As a person of color, Walsh has seen different political climates while being part of the campus community. He said the opportunity to have a voice has always been there, but the question of whether his voice was heard might have met some resistance
“For people of color, engaging in race talk exposes all of us to microaggressions that we all bring to the conversation,” he said.
“What I have learned is I didn’t realize that people who have white skin pigmentation didn’t realize their own silence and tendency to avoid having conversations. And I didn’t realize that the deep fear is sort of connected to these broader historical processes that we’ve all been affected by.”
He is optimistic that the discussion will continue nationwide.
“There are some areas of our country that we need to remedy and improve, and I think this is where I’m encouraged,” Walsh said. “With the George Floyd incident, people witnessed the inhumane treatment that was applied to another human being, and when you watched that video, that’s when we realized, ‘Wow, we’re having a problem.’”

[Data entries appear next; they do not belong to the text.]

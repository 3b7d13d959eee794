use std::collections::HashMap;
use std::io::ErrorKind;
use std::path::PathBuf;
use std::process::{ExitStatus, Stdio};
use std::sync::Arc;
use std::time::{Duration, Instant};

use async_trait::async_trait;
use nix::errno::Errno;
use nix::sys::signal::{Signal, killpg};
use nix::unistd::Pid;
use tokio::fs::{self, OpenOptions};
use tokio::io::{AsyncBufReadExt, AsyncRead, AsyncWriteExt, BufReader};
use tokio::process::{ChildStderr, ChildStdin, ChildStdout, Command};
use tokio::sync::{Mutex, broadcast, watch};
use tracing::{debug, info, warn};

use crate::events::{Emitter, EventKind, forward_console};
use crate::task::TaskSlot;
use crate::types::{ExitState, ResourceUsage, ServerId, StopConfig, stop_signal};
use crate::{Environment, EnvironmentKind, Error, Result, logs};

/// Linux USER_HZ; `/proc/<pid>/stat` times are in these ticks.
const CLOCK_TICKS_PER_SEC: f64 = 100.0;
const OUTPUT_CAPACITY: usize = 256;

/// Settings for a server run as a plain host process.
#[derive(Debug, Clone)]
pub struct ProcessConfig {
    pub command: String,
    pub args: Vec<String>,
    pub env: HashMap<String, String>,
    pub stop: StopConfig,
    pub data_dir: PathBuf,
    pub log_path: PathBuf,
    pub poll_interval: Duration,
}

#[derive(Debug, Clone, Copy, PartialEq, Eq)]
enum RunState {
    Idle,
    Running { pid: u32 },
    Exited(ExitState),
}

impl RunState {
    fn is_running(&self) -> bool {
        matches!(self, Self::Running { .. })
    }
}

#[derive(Default)]
struct Console {
    stdin: Option<ChildStdin>,
    stdout: Option<ChildStdout>,
    stderr: Option<ChildStderr>,
}

/// Host-process backend.
///
/// The child runs in its own process group so signals reach the whole tree.
/// A waiter task owns the child handle and publishes its exit through a
/// watch channel, which is the only source for `is_running`.
pub struct ProcessEnvironment {
    id: ServerId,
    config: ProcessConfig,
    emitter: Emitter,
    state: Arc<watch::Sender<RunState>>,
    console: Mutex<Console>,
    output: broadcast::Sender<String>,
    resources: Arc<watch::Sender<ResourceUsage>>,
    poller: TaskSlot,
    follower: TaskSlot,
    spawn_lock: Mutex<()>,
}

impl ProcessEnvironment {
    pub fn new(id: ServerId, config: ProcessConfig, emitter: Emitter) -> Self {
        let (state, _) = watch::channel(RunState::Idle);
        let (resources, _) = watch::channel(ResourceUsage::default());
        let (output, _) = broadcast::channel(OUTPUT_CAPACITY);

        Self {
            id,
            config,
            emitter,
            state: Arc::new(state),
            console: Mutex::new(Console::default()),
            output,
            resources: Arc::new(resources),
            poller: TaskSlot::default(),
            follower: TaskSlot::default(),
            spawn_lock: Mutex::new(()),
        }
    }

    fn current(&self) -> RunState {
        *self.state.borrow()
    }

    fn spawn_waiter(&self, mut child: tokio::process::Child) {
        let state = self.state.clone();
        let id = self.id.clone();
        tokio::spawn(async move {
            let exit = match child.wait().await {
                Ok(status) => exit_state_from(status),
                Err(e) => {
                    warn!(server = %id, error = %e, "failed to wait on server process");
                    ExitState {
                        exit_code: 1,
                        oom_killed: false,
                    }
                }
            };
            info!(server = %id, exit_code = exit.exit_code, "server process exited");
            state.send_replace(RunState::Exited(exit));
        });
    }

    fn spawn_pump<R>(&self, stream: R)
    where
        R: AsyncRead + Unpin + Send + 'static,
    {
        let output = self.output.clone();
        let log_path = self.config.log_path.clone();
        let id = self.id.clone();
        tokio::spawn(async move {
            let mut log = match OpenOptions::new()
                .create(true)
                .append(true)
                .open(&log_path)
                .await
            {
                Ok(f) => Some(f),
                Err(e) => {
                    warn!(server = %id, path = %log_path.display(), error = %e, "console log unavailable");
                    None
                }
            };

            // Raw lines: output is not guaranteed to be UTF-8, and the pipe
            // must keep draining or the child dies of SIGPIPE.
            let mut reader = BufReader::new(stream);
            let mut raw = Vec::new();
            loop {
                raw.clear();
                match reader.read_until(b'\n', &mut raw).await {
                    Ok(0) => break,
                    Ok(_) => {}
                    Err(e) => {
                        warn!(server = %id, error = %e, "failed to read console output");
                        break;
                    }
                }
                let line = String::from_utf8_lossy(&raw)
                    .trim_end_matches(['\n', '\r'])
                    .to_string();
                if let Some(f) = log.as_mut() {
                    let entry = format!("{line}\n");
                    if let Err(e) = f.write_all(entry.as_bytes()).await {
                        warn!(server = %id, error = %e, "failed to write console log");
                        log = None;
                    }
                }
                let _ = output.send(line);
            }
        });
    }

    /// Hand the captured stdout/stderr to line pumps. No-op once taken.
    async fn pump_console(&self) -> Result<()> {
        let (stdout, stderr) = {
            let mut console = self.console.lock().await;
            if console.stdin.is_none() {
                return Err(Error::NotAttached);
            }
            (console.stdout.take(), console.stderr.take())
        };

        if stdout.is_none() && stderr.is_none() {
            return Ok(());
        }
        if let Some(out) = stdout {
            self.spawn_pump(out);
        }
        if let Some(err) = stderr {
            self.spawn_pump(err);
        }
        self.emitter.publish(EventKind::ConsoleAttached);
        Ok(())
    }

}

async fn wait_stopped(rx: &mut watch::Receiver<RunState>) {
    // A dropped sender means the environment is gone; nothing is running.
    let _ = rx.wait_for(|s| !s.is_running()).await.map(|_| ());
}

fn exit_state_from(status: ExitStatus) -> ExitState {
    #[cfg(unix)]
    let code = {
        use std::os::unix::process::ExitStatusExt;
        status
            .code()
            .or_else(|| status.signal().map(|s| 128 + s))
            .unwrap_or(1)
    };
    #[cfg(not(unix))]
    let code = status.code().unwrap_or(1);

    ExitState {
        exit_code: code as u32,
        oom_killed: false,
    }
}

fn deliver(pid: u32, signal: Signal) -> Result<()> {
    match killpg(Pid::from_raw(pid as i32), signal) {
        Ok(()) | Err(Errno::ESRCH) => Ok(()),
        Err(e) => Err(e.into()),
    }
}

#[async_trait]
impl Environment for ProcessEnvironment {
    fn name(&self) -> EnvironmentKind {
        EnvironmentKind::Process
    }

    async fn is_running(&self) -> Result<bool> {
        Ok(self.current().is_running())
    }

    async fn in_situ_update(&self) -> Result<()> {
        Ok(())
    }

    async fn on_before_start(&self) -> Result<()> {
        if !fs::try_exists(&self.config.data_dir).await? {
            return Err(Error::NotCreated);
        }
        if let Some(parent) = self.config.log_path.parent() {
            fs::create_dir_all(parent).await?;
        }
        Ok(())
    }

    async fn start(&self) -> Result<()> {
        let _guard = self.spawn_lock.lock().await;

        if self.current().is_running() {
            return Err(Error::AlreadyRunning);
        }
        self.on_before_start().await?;

        let mut child = Command::new(&self.config.command)
            .args(&self.config.args)
            .envs(&self.config.env)
            .current_dir(&self.config.data_dir)
            .stdin(Stdio::piped())
            .stdout(Stdio::piped())
            .stderr(Stdio::piped())
            .process_group(0)
            .spawn()?;

        let pid = child.id().ok_or_else(|| {
            Error::PreStart("process exited before a pid was assigned".into())
        })?;

        {
            let mut console = self.console.lock().await;
            console.stdin = child.stdin.take();
            console.stdout = child.stdout.take();
            console.stderr = child.stderr.take();
        }

        self.state.send_replace(RunState::Running { pid });
        self.follow_console_output().await?;
        self.pump_console().await?;
        self.spawn_waiter(child);
        info!(server = %self.id, pid, "server process started");

        self.enable_resource_polling().await?;
        Ok(())
    }

    async fn stop(&self) -> Result<()> {
        if !self.current().is_running() {
            return Ok(());
        }

        match &self.config.stop {
            StopConfig::Command(line) => self.send_command(line).await,
            StopConfig::Signal(name) => {
                let signal = stop_signal(name)?;
                self.terminate(signal).await
            }
        }
    }

    async fn wait_for_stop(&self, timeout: Duration, terminate: bool) -> Result<()> {
        let mut rx = self.state.subscribe();
        if tokio::time::timeout(timeout, wait_stopped(&mut rx)).await.is_ok() {
            return Ok(());
        }

        if !terminate {
            return Err(Error::WaitTimeout(timeout));
        }

        warn!(server = %self.id, "server did not stop in time, killing");
        self.terminate(Signal::SIGKILL).await?;
        wait_stopped(&mut rx).await;
        Ok(())
    }

    async fn exists(&self) -> Result<bool> {
        Ok(true)
    }

    async fn terminate(&self, signal: Signal) -> Result<()> {
        match self.current() {
            RunState::Running { pid } => {
                debug!(server = %self.id, pid, signal = signal.as_str(), "signalling server process");
                deliver(pid, signal)
            }
            _ => Ok(()),
        }
    }

    async fn destroy(&self) -> Result<()> {
        if self.current().is_running() {
            self.terminate(Signal::SIGKILL).await?;
            wait_stopped(&mut self.state.subscribe()).await;
        }
        self.disable_resource_polling().await?;

        for result in [
            fs::remove_dir_all(&self.config.data_dir).await,
            fs::remove_file(&self.config.log_path).await,
        ] {
            match result {
                Ok(()) => {}
                Err(e) if e.kind() == ErrorKind::NotFound => {}
                Err(e) => return Err(e.into()),
            }
        }
        Ok(())
    }

    async fn exit_state(&self) -> Result<ExitState> {
        match self.current() {
            RunState::Exited(exit) => Ok(exit),
            _ => Err(Error::NoExitState),
        }
    }

    async fn create(&self) -> Result<()> {
        if fs::try_exists(&self.config.data_dir).await? {
            return Err(Error::AlreadyExists);
        }
        fs::create_dir_all(&self.config.data_dir).await?;
        Ok(())
    }

    async fn attach(&self) -> Result<()> {
        if !self.current().is_running() {
            return Err(Error::NotAttached);
        }
        self.pump_console().await
    }

    async fn follow_console_output(&self) -> Result<()> {
        let mut state = self.state.subscribe();
        let done = async move { wait_stopped(&mut state).await };
        self.follower
            .replace(forward_console(self.output.subscribe(), done, self.emitter.clone()));
        Ok(())
    }

    async fn send_command(&self, line: &str) -> Result<()> {
        if !self.current().is_running() {
            return Err(Error::NotAttached);
        }

        let mut console = self.console.lock().await;
        let stdin = console.stdin.as_mut().ok_or(Error::NotAttached)?;
        stdin.write_all(format!("{line}\n").as_bytes()).await?;
        stdin.flush().await?;
        Ok(())
    }

    async fn readlog(&self, max_bytes: u64) -> Result<Vec<String>> {
        logs::read_tail(&self.config.log_path, max_bytes).await
    }

    async fn enable_resource_polling(&self) -> Result<()> {
        if self.poller.is_active() {
            return Ok(());
        }

        let state = self.state.clone();
        let resources = self.resources.clone();
        let interval = self.config.poll_interval;
        let id = self.id.clone();

        let task = tokio::spawn(async move {
            let mut ticker = tokio::time::interval(interval);
            let mut last: Option<(u64, Instant)> = None;
            loop {
                ticker.tick().await;
                let RunState::Running { pid } = *state.borrow() else {
                    break;
                };
                match sample(pid, &mut last).await {
                    Ok(usage) => {
                        resources.send_replace(usage);
                    }
                    Err(e) => debug!(server = %id, error = %e, "resource sample failed"),
                }
            }
            resources.send_replace(ResourceUsage::default());
        });

        self.poller.replace(task);
        Ok(())
    }

    async fn disable_resource_polling(&self) -> Result<()> {
        self.poller.cancel();
        self.resources.send_replace(ResourceUsage::default());
        Ok(())
    }

    fn resources(&self) -> ResourceUsage {
        self.resources.borrow().clone()
    }
}

// ── /proc sampling ──────────────────────────────────────────────────

async fn sample(pid: u32, last: &mut Option<(u64, Instant)>) -> std::io::Result<ResourceUsage> {
    let stat = fs::read_to_string(format!("/proc/{pid}/stat")).await?;
    let status = fs::read_to_string(format!("/proc/{pid}/status")).await?;

    let ticks = parse_cpu_ticks(&stat)
        .ok_or_else(|| std::io::Error::new(ErrorKind::InvalidData, "malformed stat"))?;
    let rss_bytes = parse_rss_bytes(&status).unwrap_or(0);

    let now = Instant::now();
    let cpu_absolute = match last.replace((ticks, now)) {
        Some((prev_ticks, prev_at)) => {
            let elapsed = now.duration_since(prev_at).as_secs_f64();
            if elapsed > 0.0 {
                let used = ticks.saturating_sub(prev_ticks) as f64 / CLOCK_TICKS_PER_SEC;
                (used / elapsed) * 100.0
            } else {
                0.0
            }
        }
        None => 0.0,
    };

    Ok(ResourceUsage {
        memory_bytes: rss_bytes,
        cpu_absolute,
        sampled_at: Some(chrono::Utc::now()),
        ..ResourceUsage::default()
    })
}

/// utime + stime from `/proc/<pid>/stat`.
fn parse_cpu_ticks(stat: &str) -> Option<u64> {
    // The command name may contain spaces; fields resume after the last ')'.
    let rest = &stat[stat.rfind(')')? + 1..];
    let fields: Vec<&str> = rest.split_whitespace().collect();
    let utime: u64 = fields.get(11)?.parse().ok()?;
    let stime: u64 = fields.get(12)?.parse().ok()?;
    Some(utime + stime)
}

/// `VmRSS` from `/proc/<pid>/status`, in bytes.
fn parse_rss_bytes(status: &str) -> Option<u64> {
    let line = status.lines().find(|l| l.starts_with("VmRSS:"))?;
    let kb: u64 = line.split_whitespace().nth(1)?.parse().ok()?;
    Some(kb * 1024)
}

Libby Santin, director of the UTC Center for Innovation and Entrepreneurship, teaches two classes in the center. These discussions on race and racism taught her that perceptions aren’t always realities, and that she needed to be aware of her own biases and privilege, which she’d never considered.
“I went to a high school in the ’80s that was part of the big white flight, so I started in a school that was 80% white and ended up in a school when I graduated that was 80% black,” she said. “I always thought, ‘I get it. I understand it.’
“I always perceived that people of color took me at my word and thought that I was being honest and fair. I thought that I was. But I now realize that because of their experiences over time, that may not always be the case.”
When she started the discussion groups, Deardorff hoped to transform them into a community of people who could trust and reach out to each other for ideas and feedback.
“I wanted people to build community and get comfortable having conversations and get comfortable having harder conversations. And as you go through the book, the conversations get more complicated,” she said.
She wanted each group to become a community of people who could trust and reach out to each other for ideas and feedback.
“This was not a book group, but real discussions where people started asking themselves, ‘Why is this so hard?’ Engaging with people, working with people and giving them the tools they need to do this hard work is how you change cultures.”